# What to work on
Could you copy each line of the listing below that has the word "MenuItemPayload"?

+ + + + +

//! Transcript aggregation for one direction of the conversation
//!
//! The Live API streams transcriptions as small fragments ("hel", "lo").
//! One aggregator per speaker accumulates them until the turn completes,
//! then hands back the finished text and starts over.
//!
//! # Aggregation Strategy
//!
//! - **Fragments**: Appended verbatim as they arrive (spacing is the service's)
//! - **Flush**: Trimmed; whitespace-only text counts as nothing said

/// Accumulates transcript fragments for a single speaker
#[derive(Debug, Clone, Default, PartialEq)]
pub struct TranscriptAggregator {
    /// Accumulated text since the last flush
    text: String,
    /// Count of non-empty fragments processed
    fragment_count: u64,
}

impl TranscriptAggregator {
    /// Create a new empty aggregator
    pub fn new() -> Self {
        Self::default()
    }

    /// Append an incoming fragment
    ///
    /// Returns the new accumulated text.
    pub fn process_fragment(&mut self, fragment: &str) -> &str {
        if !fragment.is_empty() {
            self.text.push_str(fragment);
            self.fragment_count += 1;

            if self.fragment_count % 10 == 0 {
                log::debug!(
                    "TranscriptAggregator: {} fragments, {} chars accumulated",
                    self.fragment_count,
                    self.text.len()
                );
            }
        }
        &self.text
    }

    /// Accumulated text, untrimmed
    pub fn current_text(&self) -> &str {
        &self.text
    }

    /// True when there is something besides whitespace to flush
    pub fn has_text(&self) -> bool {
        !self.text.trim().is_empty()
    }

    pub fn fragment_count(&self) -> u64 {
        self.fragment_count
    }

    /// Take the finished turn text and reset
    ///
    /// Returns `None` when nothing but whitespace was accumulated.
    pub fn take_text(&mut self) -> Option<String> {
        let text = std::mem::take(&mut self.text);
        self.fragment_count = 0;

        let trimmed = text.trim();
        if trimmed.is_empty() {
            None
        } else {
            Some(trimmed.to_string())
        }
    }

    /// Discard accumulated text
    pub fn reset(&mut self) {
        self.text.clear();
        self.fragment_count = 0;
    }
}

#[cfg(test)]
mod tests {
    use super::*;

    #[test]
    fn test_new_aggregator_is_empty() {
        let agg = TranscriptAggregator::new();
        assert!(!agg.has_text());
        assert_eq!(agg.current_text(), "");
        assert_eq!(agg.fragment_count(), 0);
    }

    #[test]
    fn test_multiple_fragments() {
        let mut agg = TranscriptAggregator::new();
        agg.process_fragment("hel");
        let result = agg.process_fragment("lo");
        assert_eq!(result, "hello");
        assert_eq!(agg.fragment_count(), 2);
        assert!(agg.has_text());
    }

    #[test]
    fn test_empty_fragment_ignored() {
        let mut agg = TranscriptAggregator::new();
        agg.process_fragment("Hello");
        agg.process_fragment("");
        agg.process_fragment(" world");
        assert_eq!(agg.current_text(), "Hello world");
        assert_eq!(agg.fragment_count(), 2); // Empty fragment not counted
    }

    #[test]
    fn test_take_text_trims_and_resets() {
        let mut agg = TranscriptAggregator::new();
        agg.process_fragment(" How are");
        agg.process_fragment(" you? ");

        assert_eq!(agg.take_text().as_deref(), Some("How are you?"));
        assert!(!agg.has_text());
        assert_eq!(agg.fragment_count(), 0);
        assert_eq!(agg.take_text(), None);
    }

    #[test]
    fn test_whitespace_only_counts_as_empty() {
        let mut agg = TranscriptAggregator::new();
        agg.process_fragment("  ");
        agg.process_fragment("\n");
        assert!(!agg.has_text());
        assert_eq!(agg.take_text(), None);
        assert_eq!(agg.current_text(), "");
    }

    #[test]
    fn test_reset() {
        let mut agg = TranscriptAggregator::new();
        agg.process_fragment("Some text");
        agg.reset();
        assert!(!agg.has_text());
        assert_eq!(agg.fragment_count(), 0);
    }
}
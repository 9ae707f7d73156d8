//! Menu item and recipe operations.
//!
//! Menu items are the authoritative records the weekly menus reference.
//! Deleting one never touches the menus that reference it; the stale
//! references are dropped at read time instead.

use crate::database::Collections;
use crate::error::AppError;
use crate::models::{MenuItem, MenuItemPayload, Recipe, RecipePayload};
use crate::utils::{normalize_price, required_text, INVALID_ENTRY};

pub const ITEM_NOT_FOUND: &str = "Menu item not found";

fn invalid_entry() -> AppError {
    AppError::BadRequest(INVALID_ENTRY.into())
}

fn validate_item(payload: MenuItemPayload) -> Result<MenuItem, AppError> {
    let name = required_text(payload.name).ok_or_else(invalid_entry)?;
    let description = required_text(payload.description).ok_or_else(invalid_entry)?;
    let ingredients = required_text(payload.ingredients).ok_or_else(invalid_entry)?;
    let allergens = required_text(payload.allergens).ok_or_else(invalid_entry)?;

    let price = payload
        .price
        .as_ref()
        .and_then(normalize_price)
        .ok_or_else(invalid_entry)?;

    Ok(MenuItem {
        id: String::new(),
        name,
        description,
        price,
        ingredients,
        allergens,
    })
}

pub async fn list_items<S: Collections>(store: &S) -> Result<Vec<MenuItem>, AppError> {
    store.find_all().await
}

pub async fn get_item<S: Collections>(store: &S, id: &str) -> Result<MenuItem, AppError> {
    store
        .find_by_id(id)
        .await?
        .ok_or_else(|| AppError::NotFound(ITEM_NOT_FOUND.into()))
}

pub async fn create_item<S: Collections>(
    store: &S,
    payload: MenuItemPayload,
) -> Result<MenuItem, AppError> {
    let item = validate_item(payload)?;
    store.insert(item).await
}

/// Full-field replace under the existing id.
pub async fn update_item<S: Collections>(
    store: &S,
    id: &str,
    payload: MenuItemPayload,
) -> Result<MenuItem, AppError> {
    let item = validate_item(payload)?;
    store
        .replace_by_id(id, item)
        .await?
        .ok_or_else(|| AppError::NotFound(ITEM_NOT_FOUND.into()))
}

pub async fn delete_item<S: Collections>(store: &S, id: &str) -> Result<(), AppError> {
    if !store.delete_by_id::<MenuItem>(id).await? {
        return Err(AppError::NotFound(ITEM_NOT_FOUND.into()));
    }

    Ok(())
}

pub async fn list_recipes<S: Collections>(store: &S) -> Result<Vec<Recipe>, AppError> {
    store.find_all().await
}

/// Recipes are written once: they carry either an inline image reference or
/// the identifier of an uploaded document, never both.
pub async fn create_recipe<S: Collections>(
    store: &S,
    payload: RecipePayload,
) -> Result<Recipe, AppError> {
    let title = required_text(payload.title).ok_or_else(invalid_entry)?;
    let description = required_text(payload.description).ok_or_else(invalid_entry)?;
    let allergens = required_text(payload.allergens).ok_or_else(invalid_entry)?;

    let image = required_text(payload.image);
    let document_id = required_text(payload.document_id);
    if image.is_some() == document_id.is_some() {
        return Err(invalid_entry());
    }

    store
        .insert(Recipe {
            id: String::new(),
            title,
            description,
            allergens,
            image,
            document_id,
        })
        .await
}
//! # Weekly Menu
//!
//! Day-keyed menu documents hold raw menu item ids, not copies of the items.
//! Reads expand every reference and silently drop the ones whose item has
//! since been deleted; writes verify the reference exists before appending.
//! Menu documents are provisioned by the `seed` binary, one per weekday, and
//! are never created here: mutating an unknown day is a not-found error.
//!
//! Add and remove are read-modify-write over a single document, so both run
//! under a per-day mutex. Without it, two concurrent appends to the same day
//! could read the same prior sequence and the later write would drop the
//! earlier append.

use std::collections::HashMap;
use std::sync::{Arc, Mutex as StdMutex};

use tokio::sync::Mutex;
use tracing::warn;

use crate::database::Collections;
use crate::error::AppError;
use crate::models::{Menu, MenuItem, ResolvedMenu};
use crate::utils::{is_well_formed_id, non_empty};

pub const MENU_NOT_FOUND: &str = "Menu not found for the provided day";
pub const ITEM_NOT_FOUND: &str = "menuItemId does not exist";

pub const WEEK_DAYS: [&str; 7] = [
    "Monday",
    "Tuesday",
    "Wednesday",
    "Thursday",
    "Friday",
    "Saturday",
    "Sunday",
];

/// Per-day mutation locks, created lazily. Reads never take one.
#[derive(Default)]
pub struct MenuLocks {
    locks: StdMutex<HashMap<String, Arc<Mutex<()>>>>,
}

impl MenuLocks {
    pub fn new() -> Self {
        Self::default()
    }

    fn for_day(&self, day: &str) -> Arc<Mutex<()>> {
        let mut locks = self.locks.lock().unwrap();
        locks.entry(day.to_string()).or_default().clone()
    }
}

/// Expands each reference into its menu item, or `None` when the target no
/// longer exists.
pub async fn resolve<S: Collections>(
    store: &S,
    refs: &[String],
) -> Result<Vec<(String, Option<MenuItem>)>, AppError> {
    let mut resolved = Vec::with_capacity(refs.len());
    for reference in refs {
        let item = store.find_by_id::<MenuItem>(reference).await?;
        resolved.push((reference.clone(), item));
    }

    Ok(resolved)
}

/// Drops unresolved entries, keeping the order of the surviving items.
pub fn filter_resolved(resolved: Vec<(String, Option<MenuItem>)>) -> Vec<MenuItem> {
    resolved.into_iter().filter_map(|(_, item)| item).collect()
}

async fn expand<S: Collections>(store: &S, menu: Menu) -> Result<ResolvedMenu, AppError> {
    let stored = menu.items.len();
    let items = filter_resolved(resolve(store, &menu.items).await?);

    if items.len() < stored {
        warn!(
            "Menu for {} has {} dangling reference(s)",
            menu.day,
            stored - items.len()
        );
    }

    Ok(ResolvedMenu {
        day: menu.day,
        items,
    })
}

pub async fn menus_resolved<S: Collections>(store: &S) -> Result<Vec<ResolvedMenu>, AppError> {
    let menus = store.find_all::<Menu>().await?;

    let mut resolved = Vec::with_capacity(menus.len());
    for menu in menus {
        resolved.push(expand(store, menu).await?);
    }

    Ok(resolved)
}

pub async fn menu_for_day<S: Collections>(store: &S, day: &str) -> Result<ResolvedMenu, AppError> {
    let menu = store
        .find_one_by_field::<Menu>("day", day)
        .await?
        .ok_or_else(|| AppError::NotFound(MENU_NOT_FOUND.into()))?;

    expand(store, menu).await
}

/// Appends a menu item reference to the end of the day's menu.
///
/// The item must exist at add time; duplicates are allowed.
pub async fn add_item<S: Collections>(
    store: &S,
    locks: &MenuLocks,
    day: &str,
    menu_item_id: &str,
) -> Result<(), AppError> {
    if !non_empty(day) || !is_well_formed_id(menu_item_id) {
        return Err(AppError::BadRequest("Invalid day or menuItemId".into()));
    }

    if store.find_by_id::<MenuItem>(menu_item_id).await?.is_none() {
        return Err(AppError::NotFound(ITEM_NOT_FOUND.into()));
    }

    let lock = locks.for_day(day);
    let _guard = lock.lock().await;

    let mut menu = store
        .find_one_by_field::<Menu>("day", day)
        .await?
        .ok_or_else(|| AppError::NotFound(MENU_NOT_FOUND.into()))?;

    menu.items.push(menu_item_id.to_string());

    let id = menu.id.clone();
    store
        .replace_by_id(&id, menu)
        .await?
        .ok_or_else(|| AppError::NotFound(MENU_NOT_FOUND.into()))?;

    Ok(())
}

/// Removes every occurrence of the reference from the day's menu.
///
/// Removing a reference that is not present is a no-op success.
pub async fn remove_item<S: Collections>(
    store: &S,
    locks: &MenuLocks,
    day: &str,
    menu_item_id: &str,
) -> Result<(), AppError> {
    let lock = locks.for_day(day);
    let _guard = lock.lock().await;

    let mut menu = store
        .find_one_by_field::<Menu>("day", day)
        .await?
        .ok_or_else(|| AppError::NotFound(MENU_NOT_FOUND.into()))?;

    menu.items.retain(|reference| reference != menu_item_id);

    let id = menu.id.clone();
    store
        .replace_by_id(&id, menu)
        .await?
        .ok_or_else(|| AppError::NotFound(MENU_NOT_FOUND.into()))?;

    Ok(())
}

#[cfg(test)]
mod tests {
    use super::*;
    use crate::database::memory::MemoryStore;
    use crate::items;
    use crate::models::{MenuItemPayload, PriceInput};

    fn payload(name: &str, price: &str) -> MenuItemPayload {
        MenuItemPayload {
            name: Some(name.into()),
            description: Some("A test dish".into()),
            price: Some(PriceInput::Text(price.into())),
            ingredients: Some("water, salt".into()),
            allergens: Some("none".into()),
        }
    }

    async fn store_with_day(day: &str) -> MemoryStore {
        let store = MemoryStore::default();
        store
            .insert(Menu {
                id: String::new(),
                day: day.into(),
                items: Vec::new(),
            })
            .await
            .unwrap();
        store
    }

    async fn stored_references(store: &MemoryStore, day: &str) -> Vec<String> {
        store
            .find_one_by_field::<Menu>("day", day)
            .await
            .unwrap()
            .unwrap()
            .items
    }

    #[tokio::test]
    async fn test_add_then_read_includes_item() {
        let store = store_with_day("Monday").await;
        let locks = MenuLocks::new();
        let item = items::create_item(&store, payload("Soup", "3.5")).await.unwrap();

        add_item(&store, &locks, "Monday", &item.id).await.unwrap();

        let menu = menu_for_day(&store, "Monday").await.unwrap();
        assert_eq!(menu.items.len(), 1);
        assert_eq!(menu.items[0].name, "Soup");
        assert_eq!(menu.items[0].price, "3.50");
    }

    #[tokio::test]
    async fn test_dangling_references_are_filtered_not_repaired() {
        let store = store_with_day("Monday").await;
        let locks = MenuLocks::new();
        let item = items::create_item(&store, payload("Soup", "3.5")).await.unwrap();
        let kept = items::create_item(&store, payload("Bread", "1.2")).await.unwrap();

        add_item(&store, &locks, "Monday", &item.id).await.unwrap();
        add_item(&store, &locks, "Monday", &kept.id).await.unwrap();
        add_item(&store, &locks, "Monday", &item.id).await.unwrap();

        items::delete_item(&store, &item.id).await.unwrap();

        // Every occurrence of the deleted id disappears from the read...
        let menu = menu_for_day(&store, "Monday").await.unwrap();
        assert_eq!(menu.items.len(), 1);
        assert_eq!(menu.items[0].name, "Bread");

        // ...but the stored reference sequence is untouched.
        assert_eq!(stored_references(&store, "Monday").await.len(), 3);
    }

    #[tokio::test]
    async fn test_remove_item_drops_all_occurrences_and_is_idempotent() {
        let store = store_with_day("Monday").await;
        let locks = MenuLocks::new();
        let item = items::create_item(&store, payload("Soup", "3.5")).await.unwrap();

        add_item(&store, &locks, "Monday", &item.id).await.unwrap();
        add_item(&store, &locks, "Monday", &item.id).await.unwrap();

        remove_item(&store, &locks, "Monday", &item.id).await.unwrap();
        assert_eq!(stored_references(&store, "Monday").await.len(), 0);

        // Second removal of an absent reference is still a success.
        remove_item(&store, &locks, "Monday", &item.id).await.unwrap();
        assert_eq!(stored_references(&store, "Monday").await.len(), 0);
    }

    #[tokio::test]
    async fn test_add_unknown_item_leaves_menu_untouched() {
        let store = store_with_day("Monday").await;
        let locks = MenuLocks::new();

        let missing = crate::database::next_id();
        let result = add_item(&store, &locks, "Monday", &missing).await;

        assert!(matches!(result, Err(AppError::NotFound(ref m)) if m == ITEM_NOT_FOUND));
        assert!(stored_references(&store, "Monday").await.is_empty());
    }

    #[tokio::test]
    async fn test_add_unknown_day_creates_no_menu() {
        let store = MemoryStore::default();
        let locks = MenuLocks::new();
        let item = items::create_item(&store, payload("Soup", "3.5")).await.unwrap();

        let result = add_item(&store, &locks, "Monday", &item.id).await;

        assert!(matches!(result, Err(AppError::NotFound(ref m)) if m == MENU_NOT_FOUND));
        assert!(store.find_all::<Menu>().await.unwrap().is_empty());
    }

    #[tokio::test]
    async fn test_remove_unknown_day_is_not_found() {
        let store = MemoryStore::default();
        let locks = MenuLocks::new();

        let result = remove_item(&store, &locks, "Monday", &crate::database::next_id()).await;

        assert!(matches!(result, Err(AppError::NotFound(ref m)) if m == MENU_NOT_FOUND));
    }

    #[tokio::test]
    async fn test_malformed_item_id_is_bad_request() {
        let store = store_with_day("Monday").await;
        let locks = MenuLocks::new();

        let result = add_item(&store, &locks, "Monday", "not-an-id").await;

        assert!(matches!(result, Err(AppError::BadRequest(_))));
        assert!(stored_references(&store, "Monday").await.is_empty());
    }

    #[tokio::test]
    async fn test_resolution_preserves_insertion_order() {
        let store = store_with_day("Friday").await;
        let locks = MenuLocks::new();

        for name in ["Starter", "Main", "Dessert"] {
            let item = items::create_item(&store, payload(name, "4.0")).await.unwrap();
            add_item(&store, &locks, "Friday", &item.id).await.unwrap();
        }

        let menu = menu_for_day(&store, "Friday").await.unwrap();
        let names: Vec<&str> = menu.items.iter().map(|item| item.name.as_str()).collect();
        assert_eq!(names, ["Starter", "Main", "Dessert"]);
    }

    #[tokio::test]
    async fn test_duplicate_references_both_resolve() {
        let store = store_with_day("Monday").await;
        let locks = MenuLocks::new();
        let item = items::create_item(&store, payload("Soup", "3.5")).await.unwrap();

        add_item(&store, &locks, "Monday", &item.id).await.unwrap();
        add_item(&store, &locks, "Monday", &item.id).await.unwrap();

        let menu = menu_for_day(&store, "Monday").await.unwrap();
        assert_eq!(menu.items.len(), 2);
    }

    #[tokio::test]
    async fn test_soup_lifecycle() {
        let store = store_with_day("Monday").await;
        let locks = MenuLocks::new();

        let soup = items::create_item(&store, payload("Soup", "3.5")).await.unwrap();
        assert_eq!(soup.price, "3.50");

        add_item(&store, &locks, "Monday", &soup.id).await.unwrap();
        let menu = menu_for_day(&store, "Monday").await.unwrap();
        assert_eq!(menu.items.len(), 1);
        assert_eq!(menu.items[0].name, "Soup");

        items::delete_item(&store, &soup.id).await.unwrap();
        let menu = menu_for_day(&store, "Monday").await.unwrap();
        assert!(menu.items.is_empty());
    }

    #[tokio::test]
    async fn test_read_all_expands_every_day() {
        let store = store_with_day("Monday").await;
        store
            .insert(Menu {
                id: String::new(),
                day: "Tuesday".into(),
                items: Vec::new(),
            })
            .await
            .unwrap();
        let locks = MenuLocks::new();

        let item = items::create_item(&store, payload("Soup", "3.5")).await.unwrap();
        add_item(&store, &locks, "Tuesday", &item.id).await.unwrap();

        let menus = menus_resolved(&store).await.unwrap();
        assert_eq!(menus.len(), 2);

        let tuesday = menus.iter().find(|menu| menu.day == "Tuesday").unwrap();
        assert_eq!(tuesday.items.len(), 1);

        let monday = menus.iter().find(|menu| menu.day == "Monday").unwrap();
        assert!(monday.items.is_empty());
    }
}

+ + + + +

# Output for this task
use crate::models::{MenuItem, MenuItemPayload, Recipe, RecipePayload};
fn validate_item(payload: MenuItemPayload) -> Result<MenuItem, AppError> {
    payload: MenuItemPayload,
    payload: MenuItemPayload,
    use crate::models::{MenuItemPayload, PriceInput};
    fn payload(name: &str, price: &str) -> MenuItemPayload {
        MenuItemPayload {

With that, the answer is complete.